If you've sent your kids out into the world with the curiosity and courage to grab their life with both hands and live the hell out of it then you've done a brilliant job as a parent.

jeaux90 · 11/01/2025 09:24

OP you have given your DC roots and wings.

It's our job to bring up independent adults, literally that's the job.

JumpingPumpkin · 11/01/2025 09:24

RawBloomers · 11/01/2025 03:26

She didn’t say you were a bad parent and I doubt she thinks that. I think her comment was most likely meant as a joke (it’s a the sort of think many people have joked about, including some parents in your position). But then it made her think about her own kids and how glad she is her kids are close by - something it sounds like you would like if it happened too.

I think you are taking it hard because her talking about her kids being close made you feel sad yours weren’t, and that made you feel a bit vulnerable. So you overthought it. Her knowing she wouldn’t like it if her kids were far away isn’t the same as thinking anyone whose kids are far away is a bad parent. After all, a parent who can launch her children into the world the way you have is most likely a really good parent.

Exactly this. I can see the benefits both of confident international experience and of living consistently in one area. Of course you can't do both.

PretendToBeToastWithMe · 11/01/2025 09:27

As someone who moved abroad to the UK as an adult in similar circumstances to some of your children, she’s being ridiculous!

I have been living in the UK for 10 years with no plans to move back to my home country. The reasons I moved (and reasons I stay) have nothing to do with my parents. Their only “fault” was raising me to be strong, confident enough to take on the challenges of moving to a new country, and secure enough in my relationship with them that I knew we could still be close even if I was far away. I am living my own best life. I needed to move country to live the life I’ve chosen, but they are still a big part of it and I’m forever grateful that they don’t make me feel guilty or sad about it.

peachystormy · 11/01/2025 09:28

babbi · 11/01/2025 02:25

I think you’ve done an incredible job to make them all so independent and despite the distance they make an effort to be in touch constantly , they must be close knit .
Take a bow 🙌

There are families who won’t speak though they live in the same village ( house ? !) .

Personally I’m envious of all the places you get to go on holiday .

Ignore her comment, she’s thoughtless

Agree with all of this. She sounds like a spiteful cow don't give her comment another thought.

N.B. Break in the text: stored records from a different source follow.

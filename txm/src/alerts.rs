use alloy::primitives::Address;

use crate::types::TxId;

/// Operator-facing signals emitted by the delivery workers. Injected rather
/// than global so tests can assert on what fired.
pub trait AlertSink: Send + Sync {
    /// The account cannot fund its own queue. Broadcasting continues at the
    /// current price until the balance recovers.
    fn out_of_funds(&self, account: Address, tx_id: TxId);

    /// A bump would exceed the configured per-account fee ceiling. The
    /// previous attempt keeps being resubmitted instead.
    fn fee_ceiling_reached(&self, account: Address, tx_id: TxId, ceiling: u128);

    /// Broadcasting halted because too many transactions are awaiting
    /// confirmation.
    fn broadcast_throttled(&self, account: Address, unconfirmed: u64, max_in_flight: u32);

    /// A new transaction was rejected because the unstarted queue is full.
    fn queue_capacity(&self, account: Address, queued: u64, max_queued: u64);

    /// The oldest unconfirmed transaction has been waiting well past the
    /// resend threshold.
    fn stuck_unconfirmed(&self, account: Address, tx_id: TxId, unconfirmed_for: chrono::Duration);

    /// A state the delivery pipeline should never produce was observed.
    fn invariant_violation(&self, account: Address, message: &str);

    /// A stuck transaction was replaced with a zero-value self-send.
    fn tx_purged(&self, account: Address, tx_id: TxId, nonce: u64);
}

/// Default sink that forwards every signal to the tracing subscriber.
#[derive(Debug, Clone, Copy, Default)]
pub struct TracingAlerts;

impl AlertSink for TracingAlerts {
    fn out_of_funds(&self, account: Address, tx_id: TxId) {
        tracing::error!(
            account = %account,
            tx_id = %tx_id,
            "Account has insufficient funds, retrying at current price until topped up"
        );
    }

    fn fee_ceiling_reached(&self, account: Address, tx_id: TxId, ceiling: u128) {
        tracing::warn!(
            account = %account,
            tx_id = %tx_id,
            ceiling_wei = ceiling,
            "Fee bump hit the configured price ceiling, resubmitting previous attempt. \
             Raise the account's maximum gas price to bump further"
        );
    }

    fn broadcast_throttled(&self, account: Address, unconfirmed: u64, max_in_flight: u32) {
        tracing::warn!(
            account = %account,
            unconfirmed = unconfirmed,
            max_in_flight = max_in_flight,
            "Transaction throttling: too many unconfirmed transactions, waiting for confirmations"
        );
    }

    fn queue_capacity(&self, account: Address, queued: u64, max_queued: u64) {
        tracing::warn!(
            account = %account,
            queued = queued,
            max_queued = max_queued,
            "Transaction queue is full, rejecting new transaction"
        );
    }

    fn stuck_unconfirmed(&self, account: Address, tx_id: TxId, unconfirmed_for: chrono::Duration) {
        tracing::warn!(
            account = %account,
            tx_id = %tx_id,
            unconfirmed_for_secs = unconfirmed_for.num_seconds(),
            "Transaction has been unconfirmed for a long time, the node may be dropping it"
        );
    }

    fn invariant_violation(&self, account: Address, message: &str) {
        tracing::error!(account = %account, "Invariant violation: {message}");
    }

    fn tx_purged(&self, account: Address, tx_id: TxId, nonce: u64) {
        tracing::warn!(
            account = %account,
            tx_id = %tx_id,
            nonce = nonce,
            "Purged stuck transaction with a zero-value replacement"
        );
    }
}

Branster · 11/01/2025 09:29

What a mean friend you have OP!
As the child that moved abroad at quite a young age, I can assure you my mum is the best mum in the world.
She raised independent, confident and sensible children and I always knew I can go 'home' should anything go wrong because she's always been there for me.
I would be quite sad if my own children move abroad but only for my sake because I love having them within reasonable reach. But I would be happy for their sake to find their own place anywhere in the world and I know they have the abilities to look after themselves.
For me, good parenting means raising children that grow into independent, well rounded and confident adults.

Rainallnight · 11/01/2025 09:32

BunnyLake · 11/01/2025 08:49

Again, as a pp said, jealous of what? Insecure about what? (In the context of OP’s kids living abroad).

Obviously, jealous of OP’s kids going abroad and doing such exciting things. Some of them sound very high achieving as well.

I think she sounds threatened and insecure. A very similar thing is going on between a friend and her SIL at the moment. Friend’s daughter is hugely close to her mum (my friend) but has just taken an amazing opportunity to move to the States. SIL being a total bitch about it and going on about how she can’t imagine not having all her kids around her. They are in fact the weirdest bunch of enmeshed, co-dependent weirdos I’ve ever met.